This chapter discusses Enterprise JavaBeans (EJBs) and examines the role they play in the Java 2 J2EE 1.3.1 architecture. Although it is impossible in one chapter to cover the vast number of rules, APIs, and interfaces required to develop Enterprise JavaBeans 2.0, the essential requirements necessary to create EJBs are presented. Simple code fragments accompany many of the topics here. The EJBs examined include both session and entity beans. Their respective categories and individual characteristics and life cycles provided for by a container are discussed in the first part of the chapter, and then some hands-on examples are presented.
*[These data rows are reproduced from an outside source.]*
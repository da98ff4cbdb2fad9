//! PNG preview of a sheet's layout: excluded, filled and free cells

use crate::io::configuration::{
    EXCLUDED_COLOR, FILLED_COLOR, FREE_COLOR, GRID_LINE_COLOR, PREVIEW_CELL_PIXELS,
};
use crate::io::error::{LabelError, Result, WithPath};
use crate::sheet::placement::Sheet;
use image::{ImageBuffer, Rgba, RgbaImage};
use std::path::Path;

// Picks the fill color for a cell; exclusions win over placements
fn cell_color(sheet: &Sheet, row: usize, col: usize) -> [u8; 4] {
    if sheet.mask().is_excluded(row, col) {
        EXCLUDED_COLOR
    } else if sheet.label_at(row, col).is_some() {
        FILLED_COLOR
    } else {
        FREE_COLOR
    }
}

/// Render the sheet grid as an image, one square block per cell
///
/// Each cell is `PREVIEW_CELL_PIXELS` wide including a one pixel grid line on
/// its top and left edge; the image closes with a final line on the right and
/// bottom.
pub fn render_sheet_preview(sheet: &Sheet) -> RgbaImage {
    let cell = PREVIEW_CELL_PIXELS;
    let width = sheet.cols() as u32 * cell + 1;
    let height = sheet.rows() as u32 * cell + 1;

    ImageBuffer::from_fn(width, height, |x, y| {
        if x % cell == 0 || y % cell == 0 {
            return Rgba(GRID_LINE_COLOR);
        }
        let row = (y / cell) as usize;
        let col = (x / cell) as usize;
        Rgba(cell_color(sheet, row, col))
    })
}

/// Export the sheet layout preview as a PNG image
///
/// # Errors
///
/// Returns an error if:
/// - The parent directory cannot be created
/// - The image cannot be saved to the specified path
pub fn export_sheet_preview(sheet: &Sheet, output_path: &Path) -> Result<()> {
    let img = render_sheet_preview(sheet);

    if let Some(parent) = output_path.parent() {
        std::fs::create_dir_all(parent).with_path(parent, "create directory")?;
    }

    img.save(output_path)
        .map_err(|e| LabelError::PreviewExport {
            path: output_path.to_path_buf(),
            source: e,
        })?;

    Ok(())
}
//! Error types and path context for label generation and sheet output

use std::fmt;
use std::path::{Path, PathBuf};

/// Main error type for all label operations
#[derive(Debug)]
pub enum LabelError {
    /// Parameter validation failed
    InvalidParameter {
        /// Name of the invalid parameter
        parameter: &'static str,
        /// Provided value that failed validation
        value: String,
        /// Explanation of why the value is invalid
        reason: String,
    },

    /// Operator cell token could not be resolved against the sheet geometry
    InvalidCell {
        /// Token as typed by the operator
        token: String,
        /// Why the token was rejected
        reason: String,
    },

    /// Every cell of a sheet was excluded while labels still need placing
    SheetFullyExcluded {
        /// Zero-based sheet index
        sheet: usize,
    },

    /// Placement needed more sheets than allowed
    SheetLimitExceeded {
        /// Maximum number of sheets
        limit: usize,
        /// Labels still waiting for a cell
        remaining: usize,
    },

    /// Placement operation called in the wrong state
    InvalidTransition {
        /// State the operation requires
        expected: &'static str,
        /// State the placer was in
        actual: &'static str,
    },

    /// Failed to build or write a sheet PDF
    PdfExport {
        /// Path where export was attempted
        path: PathBuf,
        /// Description of the failure
        reason: String,
    },

    /// Failed to save a sheet preview image
    PreviewExport {
        /// Path where export was attempted
        path: PathBuf,
        /// Underlying image encoding error
        source: image::ImageError,
    },

    /// General file system or terminal I/O failure
    FileSystem {
        /// Path involved in the operation
        path: PathBuf,
        /// Description of the operation that failed
        operation: &'static str,
        /// Underlying I/O error
        source: std::io::Error,
    },

    /// Operator chose to exit before all labels were placed
    Cancelled,
}

impl fmt::Display for LabelError {
    fn fmt(&self, f: &mut fmt::Formatter<'_>) -> fmt::Result {
        match self {
            Self::InvalidParameter {
                parameter,
                value,
                reason,
            } => {
                write!(f, "Invalid parameter '{parameter}' = '{value}': {reason}")
            }
            Self::InvalidCell { token, reason } => {
                write!(f, "Invalid cell '{token}': {reason}")
            }
            Self::SheetFullyExcluded { sheet } => {
                write!(
                    f,
                    "Sheet {sheet} has every cell excluded but labels remain to be placed"
                )
            }
            Self::SheetLimitExceeded { limit, remaining } => {
                write!(
                    f,
                    "Sheet limit of {limit} reached with {remaining} labels still unplaced"
                )
            }
            Self::InvalidTransition { expected, actual } => {
                write!(f, "Placement expected state {expected} but was {actual}")
            }
            Self::PdfExport { path, reason } => {
                write!(f, "Failed to export PDF to '{}': {reason}", path.display())
            }
            Self::PreviewExport { path, source } => {
                write!(
                    f,
                    "Failed to export preview to '{}': {source}",
                    path.display()
                )
            }
            Self::FileSystem {
                path,
                operation,
                source,
            } => {
                write!(
                    f,
                    "File system error during {operation} on '{}': {source}",
                    path.display()
                )
            }
            Self::Cancelled => write!(f, "Cancelled by operator"),
        }
    }
}

impl std::error::Error for LabelError {
    fn source(&self) -> Option<&(dyn std::error::Error + 'static)> {
        match self {
            Self::PreviewExport { source, .. } => Some(source),
            Self::FileSystem { source, .. } => Some(source),
            _ => None,
        }
    }
}

/// Convenience type alias for label results
pub type Result<T> = std::result::Result<T, LabelError>;

impl From<std::io::Error> for LabelError {
    fn from(err: std::io::Error) -> Self {
        Self::FileSystem {
            path: PathBuf::from("<unknown>"),
            operation: "unknown",
            source: err,
        }
    }
}

/// Attaches the path and operation to I/O failures
pub trait WithPath<T> {
    /// Replace an unknown path with the one being operated on
    ///
    /// # Errors
    ///
    /// Propagates the original error with the path context applied
    fn with_path(self, path: &Path, operation: &'static str) -> Result<T>;
}

impl<T> WithPath<T> for std::result::Result<T, std::io::Error> {
    fn with_path(self, path: &Path, operation: &'static str) -> Result<T> {
        self.map_err(|source| LabelError::FileSystem {
            path: path.to_path_buf(),
            operation,
            source,
        })
    }
}

impl<T> WithPath<T> for Result<T> {
    fn with_path(self, path: &Path, operation: &'static str) -> Self {
        self.map_err(|error| match error {
            LabelError::FileSystem { source, .. } => LabelError::FileSystem {
                path: path.to_path_buf(),
                operation,
                source,
            },
            other => other,
        })
    }
}

/// Create an invalid parameter error
pub fn invalid_parameter(
    parameter: &'static str,
    value: &impl ToString,
    reason: &impl ToString,
) -> LabelError {
    LabelError::InvalidParameter {
        parameter,
        value: value.to_string(),
        reason: reason.to_string(),
    }
}

/// Create an invalid cell token error
pub fn invalid_cell(token: &str, reason: &impl ToString) -> LabelError {
    LabelError::InvalidCell {
        token: token.to_string(),
        reason: reason.to_string(),
    }
}
//! Label placement progress across sheets

use indicatif::{ProgressBar, ProgressStyle};
use std::sync::LazyLock;

use crate::sheet::placement::Sheet;

static PLACEMENT_STYLE: LazyLock<ProgressStyle> = LazyLock::new(|| {
    ProgressStyle::default_bar()
        .template("{prefix} [{bar:30.cyan/blue}] {pos}/{len} labels {msg}")
        .unwrap_or_else(|_| ProgressStyle::default_bar())
        .progress_chars("█▉▊▋▌▍▎▏ ")
});

/// Tracks how many labels have been placed as sheets are saved
///
/// The bar is hidden in quiet mode and suspended while the operator is
/// prompted, so prompts and the bar never interleave on the terminal.
pub struct ProgressManager {
    bar: ProgressBar,
    sheets: usize,
}

impl ProgressManager {
    /// Create a visible progress bar over `total_labels`
    pub fn new(total_labels: usize) -> Self {
        let bar = ProgressBar::new(total_labels as u64);
        bar.set_style(PLACEMENT_STYLE.clone());
        bar.set_prefix("Sheet 0");
        Self { bar, sheets: 0 }
    }

    /// Create a progress manager that draws nothing
    pub fn hidden(total_labels: usize) -> Self {
        let bar = ProgressBar::hidden();
        bar.set_length(total_labels as u64);
        Self { bar, sheets: 0 }
    }

    /// Record a saved sheet and the labels it holds
    pub fn sheet_saved(&mut self, sheet: &Sheet) {
        self.sheets += 1;
        self.bar.inc(sheet.placed_count() as u64);
        self.bar.set_prefix(format!("Sheet {}", sheet.index() + 1));
        self.bar
            .set_message(format!("({} excluded)", sheet.mask().excluded_count()));
    }

    /// Run `f` with the bar cleared from the terminal
    pub fn suspend<F: FnOnce() -> R, R>(&self, f: F) -> R {
        self.bar.suspend(f)
    }

    /// Labels placed so far
    pub fn placed(&self) -> u64 {
        self.bar.position()
    }

    /// Sheets saved so far
    pub const fn sheets(&self) -> usize {
        self.sheets
    }

    /// Clean up the progress display
    pub fn finish(&self) {
        self.bar.finish_and_clear();
    }
}
//! Tests for Helvetica character widths

#[cfg(test)]
mod tests {
    use labelgrid::layout::metrics::{FALLBACK_WIDTH, char_width, text_width};

    // Tests known AFM widths at table boundaries
    // Verified by shifting the table index by one
    #[test]
    fn test_char_width_table() {
        assert_eq!(char_width(' '), 278);
        assert_eq!(char_width('0'), 556);
        assert_eq!(char_width('@'), 1015);
        assert_eq!(char_width('A'), 667);
        assert_eq!(char_width('W'), 944);
        assert_eq!(char_width('i'), 222);
        assert_eq!(char_width('m'), 833);
        assert_eq!(char_width('~'), 584);
    }

    // Tests characters outside printable ASCII use the fallback
    // Verified by returning zero for unknown characters
    #[test]
    fn test_char_width_fallback() {
        assert_eq!(char_width('\t'), FALLBACK_WIDTH);
        assert_eq!(char_width('é'), FALLBACK_WIDTH);
        assert_eq!(char_width('\u{7f}'), FALLBACK_WIDTH);
    }

    // Tests text width scales with font size
    // Verified by dividing by 100 instead of 1000
    #[test]
    fn test_text_width() {
        // G=778 P=667 0=556 1=556
        let width = text_width("GP01", 10.0);
        assert!((width - 25.57).abs() < 1e-3);

        let doubled = text_width("GP01", 20.0);
        assert!((doubled - 2.0 * width).abs() < 1e-3);

        assert!(text_width("", 8.0).abs() < f32::EPSILON);
    }
}
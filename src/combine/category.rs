//! Category values and per-line category lists entered by the operator

use crate::io::configuration::LINE_COUNT;
use crate::io::error::{Result, invalid_parameter};

/// Ordered list of raw values filling one slot of a label line
///
/// Values are kept verbatim, so any spacing or punctuation typed by the
/// operator ends up on the printed label.
#[derive(Debug, Clone, Default, PartialEq, Eq)]
pub struct Category {
    values: Vec<String>,
}

impl Category {
    /// Create a category from already separated values
    pub const fn new(values: Vec<String>) -> Self {
        Self { values }
    }

    /// Parse comma-separated operator input
    ///
    /// Surrounding whitespace of the whole input is trimmed, individual values
    /// are not. Empty input yields a single blank value.
    pub fn parse(input: &str) -> Self {
        let values = input.trim().split(',').map(str::to_string).collect();
        Self { values }
    }

    /// Values in entry order
    pub fn values(&self) -> &[String] {
        &self.values
    }

    /// Number of values
    pub fn len(&self) -> usize {
        self.values.len()
    }

    /// Check whether the category holds no values at all
    pub fn is_empty(&self) -> bool {
        self.values.is_empty()
    }
}

/// Categories combined on one printed line, in entry order
#[derive(Debug, Clone, Default, PartialEq, Eq)]
pub struct LineSpec {
    categories: Vec<Category>,
}

impl LineSpec {
    /// Append a category to the line
    pub fn push(&mut self, category: Category) {
        self.categories.push(category);
    }

    /// Categories in entry order
    pub fn categories(&self) -> &[Category] {
        &self.categories
    }

    /// Check whether no category was added to this line
    pub fn is_empty(&self) -> bool {
        self.categories.is_empty()
    }
}

/// Category input for every line of a label
#[derive(Debug, Clone, Default, PartialEq, Eq)]
pub struct LabelSpec {
    lines: [LineSpec; LINE_COUNT],
}

impl LabelSpec {
    /// Create a spec with no categories on any line
    pub fn new() -> Self {
        Self::default()
    }

    /// Build a spec from raw comma-separated inputs, one list per line
    pub fn from_lines(inputs: [Vec<String>; LINE_COUNT]) -> Self {
        let lines = inputs.map(|raw| LineSpec {
            categories: raw.iter().map(|text| Category::parse(text)).collect(),
        });
        Self { lines }
    }

    /// Add a category to a zero-based line
    ///
    /// # Errors
    ///
    /// Returns an error if `line` is not below [`LINE_COUNT`]
    pub fn add_category(&mut self, line: usize, category: Category) -> Result<()> {
        let target = self.lines.get_mut(line).ok_or_else(|| {
            invalid_parameter("line", &line, &format!("labels have {LINE_COUNT} lines"))
        })?;
        target.push(category);
        Ok(())
    }

    /// Categories of a zero-based line
    pub fn line(&self, line: usize) -> Option<&LineSpec> {
        self.lines.get(line)
    }

    /// All lines in print order
    pub const fn lines(&self) -> &[LineSpec; LINE_COUNT] {
        &self.lines
    }

    /// Check whether no line received any category
    pub fn is_empty(&self) -> bool {
        self.lines.iter().all(LineSpec::is_empty)
    }
}
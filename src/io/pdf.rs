//! PDF export of filled sheets, one US Letter page per sheet

use std::fs::File;
use std::io::BufWriter;
use std::path::Path;

use printpdf::{BuiltinFont, IndirectFontRef, Mm, PdfDocument, PdfLayerReference};

use crate::combine::product::Label;
use crate::io::configuration::{DOCUMENT_TITLE, MM_PER_POINT, PAGE_HEIGHT_PT, PAGE_WIDTH_PT};
use crate::io::error::{LabelError, Result, WithPath};
use crate::layout::geometry::LabelBox;
use crate::sheet::placement::Sheet;
use crate::sheet::profile::SheetGeometry;

fn mm(points: f32) -> Mm {
    Mm(points * MM_PER_POINT)
}

fn pdf_error(path: &Path, reason: &impl ToString) -> LabelError {
    LabelError::PdfExport {
        path: path.to_path_buf(),
        reason: reason.to_string(),
    }
}

/// Write one sheet as a PDF page with every placed label's text
///
/// Blank lines are skipped. Text is set in built-in Helvetica, centered in its
/// label box.
///
/// # Errors
///
/// Returns an error if:
/// - A placement refers to a label index outside `labels`
/// - The parent directory cannot be created
/// - The file cannot be created or the document cannot be written
pub fn export_sheet_as_pdf(
    sheet: &Sheet,
    labels: &[Label],
    geometry: &SheetGeometry,
    font_size: f32,
    output_path: &Path,
) -> Result<()> {
    let (doc, page, layer) = PdfDocument::new(
        DOCUMENT_TITLE,
        mm(PAGE_WIDTH_PT),
        mm(PAGE_HEIGHT_PT),
        "Labels",
    );
    let current_layer = doc.get_page(page).get_layer(layer);
    let font = doc
        .add_builtin_font(BuiltinFont::Helvetica)
        .map_err(|e| pdf_error(output_path, &e))?;

    for (row, col, label_index) in sheet.placements() {
        let label = labels.get(label_index).ok_or_else(|| {
            pdf_error(
                output_path,
                &format!(
                    "label {label_index} placed on sheet {} but only {} labels exist",
                    sheet.index(),
                    labels.len()
                ),
            )
        })?;
        if label.is_blank() {
            continue;
        }
        let label_box = LabelBox::for_cell(geometry, row, col);
        draw_label(&current_layer, &font, label, &label_box, font_size);
    }

    if let Some(parent) = output_path.parent() {
        std::fs::create_dir_all(parent).with_path(parent, "create directory")?;
    }

    let file = File::create(output_path).with_path(output_path, "create file")?;
    let mut writer = BufWriter::new(file);
    doc.save(&mut writer)
        .map_err(|e| pdf_error(output_path, &e))?;

    Ok(())
}

fn draw_label(
    layer: &PdfLayerReference,
    font: &IndirectFontRef,
    label: &Label,
    label_box: &LabelBox,
    font_size: f32,
) {
    for (line, text) in label.lines().iter().enumerate() {
        if text.is_empty() {
            continue;
        }
        let (x, y) = label_box.line_origin(line, text, font_size);
        layer.use_text(text.as_str(), font_size, mm(x), mm(y), font);
    }
}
Enterprise JavaBeans are designed for flexibility, reusability, and rapid application development. They are built to accommodate every possible type of business model requirement. As long as developers conform to the J2EE specification, the application is portable across multiple platforms and diverse operating systems. The J2EE 1.3 architecture is component and interface based, and therein lies its success. Because it is component based, the J2EE infrastructure makes it easy for developers to create distributed applications for the enterprise.
Listed here are the J2EE application development phases:
Application and web component development During this phase, web developers create web components that encapsulate presentation logic. They represent WAR files. Enterprise JavaBean developers create EJB components that encapsulate business logic. These components compile to class files and are assembled to create an EJB-JAR file.
Assembly The assembler is responsible for selecting the WAR and EJB-JAR files and organizing them into an enterprise archive (EAR) file. Depending on context, the assembler may customize some of the fields in the deployment descriptor file as well as resolve any external dependencies and specify them in the descriptor file.
Deployment The deployer uses the EAR file to examine the deployment descriptor file, resolving any external dependencies and configuring the application to deploy and execute in the intended operational environment. Ultimately, the administrator is responsible for monitoring and managing the application servers.